===== SUPPLIED RECORDS =====
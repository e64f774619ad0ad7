// 异步任务引擎：任务状态机 + 有界并发任务组

pub mod machine;
pub mod error;
pub mod events;
pub mod group;
pub mod state;

pub use machine::{Task, TaskCore};
pub use error::TaskError;
pub use events::{GroupEvent, GroupStatus};
pub use group::{GroupHooks, TaskGroup, WeakTaskGroup};
pub use state::{CancellationType, RunOutcome, TaskOutcome, TaskState};
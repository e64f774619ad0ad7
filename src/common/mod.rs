//! 公共模块
//!
//! 提供跨模块使用的通用组件

mod rate_limiter;
mod throttle;

pub use rate_limiter::RateLimiter;
pub use throttle::{ProgressThrottler, DEFAULT_THROTTLE_INTERVAL_MS};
=====
EXERCISE AIM: Extract all of the data shown above without alteration.

RESULT OF THIS EXERCISE:
repository e64f774619ad0ad7
// 异步任务引擎：任务状态机 + 有界并发任务组

pub mod machine;
pub mod error;
pub mod events;
pub mod group;
pub mod state;

pub use machine::{Task, TaskCore};
pub use error::TaskError;
pub use events::{GroupEvent, GroupStatus};
pub use group::{GroupHooks, TaskGroup, WeakTaskGroup};
pub use state::{CancellationType, RunOutcome, TaskOutcome, TaskState};
repository e64f774619ad0ad7
filename src/common/mod.rs
//! 公共模块
//!
//! 提供跨模块使用的通用组件

mod rate_limiter;
mod throttle;

pub use rate_limiter::RateLimiter;
pub use throttle::{ProgressThrottler, DEFAULT_THROTTLE_INTERVAL_MS};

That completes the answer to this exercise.